En el fondo, este problema de denominación
manifiesta la incertidumbre que padecemos ante los grupos
socialmente menos favorecidos, o marginados de la vida
cotidiana. ¿Dónde los colocamos? ¿Cómo los valoramos? ¿Cómo
los tratamos? ¿Qué hacer para que no se automarginen, para
que intervengan en el devenir de la sociedad? Un matiz
importante: este desconcierto ante el fenómeno de la vejez
lo muestran las familias y las generaciones más jóvenes,
pero también las propias personas de edad avanzada.
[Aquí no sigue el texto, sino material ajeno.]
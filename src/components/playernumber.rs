//! Player identity component.

use bevy_ecs::prelude::Component;

/// Player number owning an entity.
///
/// Players are numbered from 1. The villain carries [`PlayerNumber::NONE`],
/// props and clues [`PlayerNumber::OBJECT`].
#[derive(Component, Clone, Copy, Debug, PartialEq, Eq, Hash)]
pub struct PlayerNumber(pub i32);

impl PlayerNumber {
    pub const NONE: PlayerNumber = PlayerNumber(-1);
    pub const OBJECT: PlayerNumber = PlayerNumber(0);

    pub fn is_player(&self) -> bool {
        self.0 > 0
    }
}

#[cfg(test)]
mod tests {
    use super::*;

    #[test]
    fn test_none_is_not_a_player() {
        assert!(!PlayerNumber::NONE.is_player());
        assert!(!PlayerNumber::OBJECT.is_player());
        assert!(PlayerNumber(1).is_player());
    }
}
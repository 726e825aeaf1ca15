//! ECS resource that carries audio commands to the platform.
//!
//! Use [`setup_audio`] once during initialization to insert the
//! [`AudioBridge`]. Screens send [`AudioCmd`]s through it; the engine drains
//! the channel every frame and hands each command to the platform backend.

use crate::events::audio::AudioCmd;
use bevy_ecs::prelude::*;
use crossbeam_channel::{Receiver, Sender, unbounded};
use log::warn;

/// Channel pair between game code and the audio backend.
#[derive(Resource)]
pub struct AudioBridge {
    /// Sender for [`AudioCmd`] messages (game -> backend).
    pub tx_cmd: Sender<AudioCmd>,
    /// Receiver drained by the engine each frame.
    pub rx_cmd: Receiver<AudioCmd>,
}

impl AudioBridge {
    pub fn new() -> Self {
        let (tx_cmd, rx_cmd) = unbounded::<AudioCmd>();
        Self { tx_cmd, rx_cmd }
    }

    pub fn send(&self, cmd: AudioCmd) {
        if let Err(e) = self.tx_cmd.send(cmd) {
            warn!("audio command dropped: {:?}", e.into_inner());
        }
    }

    /// Commands sent since the last drain, oldest first.
    pub fn drain(&self) -> Vec<AudioCmd> {
        self.rx_cmd.try_iter().collect()
    }
}

impl Default for AudioBridge {
    fn default() -> Self {
        Self::new()
    }
}

/// Register the [`AudioBridge`] resource.
pub fn setup_audio(world: &mut World) {
    world.insert_resource(AudioBridge::new());
}

/// Send `cmd` if the world has an audio bridge.
pub fn play(world: &World, cmd: AudioCmd) {
    match world.get_resource::<AudioBridge>() {
        Some(bridge) => bridge.send(cmd),
        None => warn!("AudioBridge missing, dropping {:?}", cmd),
    }
}

#[cfg(test)]
mod tests {
    use super::*;

    #[test]
    fn test_commands_drain_in_order() {
        let mut world = World::new();
        setup_audio(&mut world);
        play(&world, AudioCmd::PlayFx { id: "a".into() });
        play(&world, AudioCmd::StopAll);
        let drained = world.resource::<AudioBridge>().drain();
        assert_eq!(drained, vec![AudioCmd::PlayFx { id: "a".into() }, AudioCmd::StopAll]);
        assert!(world.resource::<AudioBridge>().drain().is_empty());
    }
}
Convengamos en que la imagen que sobre la
vejez trasmite las sociedades económica y socialmente
desarrolladas dista mucho de resultar atractiva o
envidiable. En parte, puede explicarse por la decepción de
contemplar que se va perdiendo el sitio, el protagonismo, el
poder físico, intelectual, sexual, económico, laboral¿ Es
una situación, aceptémoslo, compleja, con aspectos
objetivamente negativos y difícil de ser percibida como
deseable. Y más en un mundo en que el deseo se ha erigido en
el motor de la vida económica e incluso en móvil de
decisiones en el espacio de lo personal.
La sociedad excluye a los ancianos y ellos
mismos parecen en muchos casos dispuestos a arrinconarse en
el furgón de cola, el de los menos activos. Desde esas dos
dimensiones complemetarias debemos contemplar la situación:
qué podemos hacer por el colectivo de los viejos y qué
pueden hacer ellos por sí mismos. Para empezar, una de las
asignaturas pendientes de esta sociedad que envejece a un
ritmo que demógrafos, economistas y psicólogos no dudan en
calificar de preocupante, es cómo cambiar la imagen del
envejecimiento, paso indispensable para que tanto las
personas que entran en esa fase vital como la sociedad en
general modifiquen sus actitudes ante los ancianos.
El mito de la
eterna juventud, una trampa sin salida
Cuando alguien, refiriéndose a una persona
mayor, dice: "qué bien, qué joven está", implícitamente está
afirmando que lo bueno, en realidad, es ser joven. Lo demás
son apaños. Está manifestando que lo que se aprecia
socialmente es la juventud, y que ser viejo no es un valor,
sino casi un defecto. Otra frase reveladora: "En mis
tiempos¿", da a entender que su oportunidad, su sitio, ya
han pasado: que no hay un hueco relevante para los ancianos.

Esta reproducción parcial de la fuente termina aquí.